# About this task
Give back each line of the material that contains the word "inside".

────────────────────

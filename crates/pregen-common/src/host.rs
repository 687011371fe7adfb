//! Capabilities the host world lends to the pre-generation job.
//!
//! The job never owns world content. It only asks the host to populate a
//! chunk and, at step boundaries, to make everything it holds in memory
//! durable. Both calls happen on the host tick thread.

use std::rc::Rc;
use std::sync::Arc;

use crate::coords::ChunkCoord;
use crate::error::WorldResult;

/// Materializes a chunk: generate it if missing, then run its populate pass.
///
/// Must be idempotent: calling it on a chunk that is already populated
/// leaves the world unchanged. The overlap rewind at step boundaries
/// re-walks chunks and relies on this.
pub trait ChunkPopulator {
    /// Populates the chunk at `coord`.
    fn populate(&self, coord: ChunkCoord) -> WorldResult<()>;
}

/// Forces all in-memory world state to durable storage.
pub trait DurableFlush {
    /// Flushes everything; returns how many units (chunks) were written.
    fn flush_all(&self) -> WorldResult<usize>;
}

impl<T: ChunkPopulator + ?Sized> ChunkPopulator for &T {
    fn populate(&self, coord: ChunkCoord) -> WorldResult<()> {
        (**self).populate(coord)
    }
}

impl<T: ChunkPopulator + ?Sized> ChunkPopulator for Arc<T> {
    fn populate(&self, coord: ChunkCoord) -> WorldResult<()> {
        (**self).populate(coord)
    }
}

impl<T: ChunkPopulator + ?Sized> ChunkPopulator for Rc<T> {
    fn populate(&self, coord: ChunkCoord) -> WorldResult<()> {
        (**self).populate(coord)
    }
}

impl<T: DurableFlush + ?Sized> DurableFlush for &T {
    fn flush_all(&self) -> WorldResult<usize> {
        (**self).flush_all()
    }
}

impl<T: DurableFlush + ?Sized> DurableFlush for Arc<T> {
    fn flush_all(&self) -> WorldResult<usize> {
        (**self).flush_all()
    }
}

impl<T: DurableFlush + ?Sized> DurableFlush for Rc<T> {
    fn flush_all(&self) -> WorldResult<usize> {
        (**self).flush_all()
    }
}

────────────────────

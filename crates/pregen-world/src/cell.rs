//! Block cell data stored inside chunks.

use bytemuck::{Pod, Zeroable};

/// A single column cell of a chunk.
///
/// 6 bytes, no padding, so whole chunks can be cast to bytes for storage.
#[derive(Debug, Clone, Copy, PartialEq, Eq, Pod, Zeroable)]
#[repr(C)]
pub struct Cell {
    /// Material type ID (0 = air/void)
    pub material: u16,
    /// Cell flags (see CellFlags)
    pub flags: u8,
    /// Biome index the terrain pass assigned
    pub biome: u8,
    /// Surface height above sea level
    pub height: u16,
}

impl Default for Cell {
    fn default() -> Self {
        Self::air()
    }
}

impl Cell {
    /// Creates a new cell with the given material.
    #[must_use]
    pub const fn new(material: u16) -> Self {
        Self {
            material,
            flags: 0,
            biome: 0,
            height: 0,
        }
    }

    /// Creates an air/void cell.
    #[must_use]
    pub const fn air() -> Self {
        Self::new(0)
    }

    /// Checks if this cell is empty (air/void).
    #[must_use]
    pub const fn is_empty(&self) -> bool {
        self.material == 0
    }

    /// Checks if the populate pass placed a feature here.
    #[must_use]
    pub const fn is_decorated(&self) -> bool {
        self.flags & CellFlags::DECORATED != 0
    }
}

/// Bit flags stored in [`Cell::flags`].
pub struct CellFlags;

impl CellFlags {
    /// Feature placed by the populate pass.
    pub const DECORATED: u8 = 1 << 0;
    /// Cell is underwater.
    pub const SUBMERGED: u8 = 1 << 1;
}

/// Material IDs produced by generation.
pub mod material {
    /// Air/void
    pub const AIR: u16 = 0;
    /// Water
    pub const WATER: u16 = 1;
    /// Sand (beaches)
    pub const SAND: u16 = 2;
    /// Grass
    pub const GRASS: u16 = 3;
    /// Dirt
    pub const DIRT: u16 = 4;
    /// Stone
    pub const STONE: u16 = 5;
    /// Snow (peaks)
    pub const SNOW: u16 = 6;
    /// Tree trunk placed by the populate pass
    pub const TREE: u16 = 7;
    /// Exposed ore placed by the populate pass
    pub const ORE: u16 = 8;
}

────────────────────

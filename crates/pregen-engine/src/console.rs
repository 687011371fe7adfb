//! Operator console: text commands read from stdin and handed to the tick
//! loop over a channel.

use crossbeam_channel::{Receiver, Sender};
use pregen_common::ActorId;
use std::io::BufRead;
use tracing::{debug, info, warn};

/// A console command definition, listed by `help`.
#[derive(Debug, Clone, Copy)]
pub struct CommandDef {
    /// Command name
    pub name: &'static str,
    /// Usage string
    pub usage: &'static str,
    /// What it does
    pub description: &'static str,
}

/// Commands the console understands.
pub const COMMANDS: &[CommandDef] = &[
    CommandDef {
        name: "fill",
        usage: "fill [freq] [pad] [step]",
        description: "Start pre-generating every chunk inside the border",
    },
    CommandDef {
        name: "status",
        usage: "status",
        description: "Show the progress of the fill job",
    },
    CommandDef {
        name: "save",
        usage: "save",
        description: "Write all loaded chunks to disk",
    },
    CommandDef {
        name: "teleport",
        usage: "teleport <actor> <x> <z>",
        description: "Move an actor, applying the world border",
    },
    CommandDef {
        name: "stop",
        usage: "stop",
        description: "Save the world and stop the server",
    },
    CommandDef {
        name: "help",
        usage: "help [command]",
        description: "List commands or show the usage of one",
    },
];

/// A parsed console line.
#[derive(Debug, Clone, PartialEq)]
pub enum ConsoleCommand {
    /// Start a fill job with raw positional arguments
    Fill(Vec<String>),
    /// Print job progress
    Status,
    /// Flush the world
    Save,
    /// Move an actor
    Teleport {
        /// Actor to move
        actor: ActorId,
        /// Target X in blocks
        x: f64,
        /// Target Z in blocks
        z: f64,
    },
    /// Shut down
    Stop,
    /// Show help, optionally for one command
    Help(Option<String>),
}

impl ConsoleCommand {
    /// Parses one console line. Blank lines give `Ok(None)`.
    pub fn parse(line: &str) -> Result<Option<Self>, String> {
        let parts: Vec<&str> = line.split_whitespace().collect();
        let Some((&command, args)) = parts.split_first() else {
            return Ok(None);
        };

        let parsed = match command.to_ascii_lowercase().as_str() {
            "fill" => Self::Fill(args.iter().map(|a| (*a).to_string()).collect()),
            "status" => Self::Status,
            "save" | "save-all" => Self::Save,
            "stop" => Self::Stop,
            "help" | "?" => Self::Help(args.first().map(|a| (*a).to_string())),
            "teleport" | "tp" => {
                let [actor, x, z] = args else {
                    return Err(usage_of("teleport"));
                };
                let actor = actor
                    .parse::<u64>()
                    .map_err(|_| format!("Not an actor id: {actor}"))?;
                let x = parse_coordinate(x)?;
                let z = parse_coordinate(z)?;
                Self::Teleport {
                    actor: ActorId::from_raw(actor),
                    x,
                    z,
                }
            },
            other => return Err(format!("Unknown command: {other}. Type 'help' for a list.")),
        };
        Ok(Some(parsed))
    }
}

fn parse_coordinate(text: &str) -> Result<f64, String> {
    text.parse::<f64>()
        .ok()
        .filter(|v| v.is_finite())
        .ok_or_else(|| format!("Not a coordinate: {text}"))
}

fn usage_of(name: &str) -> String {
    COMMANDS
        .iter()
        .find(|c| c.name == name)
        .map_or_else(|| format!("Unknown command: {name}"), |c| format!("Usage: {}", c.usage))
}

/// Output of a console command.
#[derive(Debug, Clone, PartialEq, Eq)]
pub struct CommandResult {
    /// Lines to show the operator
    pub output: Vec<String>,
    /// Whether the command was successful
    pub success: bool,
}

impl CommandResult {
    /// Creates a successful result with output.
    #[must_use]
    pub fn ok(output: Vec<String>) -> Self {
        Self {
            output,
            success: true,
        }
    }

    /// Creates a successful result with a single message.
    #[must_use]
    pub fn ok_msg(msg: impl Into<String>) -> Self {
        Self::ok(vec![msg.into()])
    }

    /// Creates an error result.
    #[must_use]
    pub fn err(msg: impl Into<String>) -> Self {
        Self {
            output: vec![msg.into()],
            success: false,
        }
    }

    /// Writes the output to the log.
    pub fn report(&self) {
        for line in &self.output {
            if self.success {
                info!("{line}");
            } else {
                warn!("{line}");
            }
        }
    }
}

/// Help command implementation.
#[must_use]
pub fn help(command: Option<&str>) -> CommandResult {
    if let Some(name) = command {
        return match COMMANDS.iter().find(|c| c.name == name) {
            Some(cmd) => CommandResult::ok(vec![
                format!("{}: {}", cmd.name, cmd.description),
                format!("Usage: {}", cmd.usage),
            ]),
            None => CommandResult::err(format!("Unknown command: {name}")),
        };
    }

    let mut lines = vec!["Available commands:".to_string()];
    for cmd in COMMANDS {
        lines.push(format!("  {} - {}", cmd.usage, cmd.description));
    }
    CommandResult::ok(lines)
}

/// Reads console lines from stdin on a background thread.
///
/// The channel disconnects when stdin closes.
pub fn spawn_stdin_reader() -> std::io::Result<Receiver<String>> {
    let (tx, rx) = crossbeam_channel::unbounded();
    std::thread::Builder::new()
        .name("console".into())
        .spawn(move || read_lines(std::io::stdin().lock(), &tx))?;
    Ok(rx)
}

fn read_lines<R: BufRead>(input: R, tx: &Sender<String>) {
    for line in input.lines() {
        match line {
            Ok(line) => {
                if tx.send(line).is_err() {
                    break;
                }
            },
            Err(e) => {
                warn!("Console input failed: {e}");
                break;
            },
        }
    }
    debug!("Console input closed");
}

────────────────────

# Solution below
//! Block cell data stored inside chunks.
        description: "Start pre-generating every chunk inside the border",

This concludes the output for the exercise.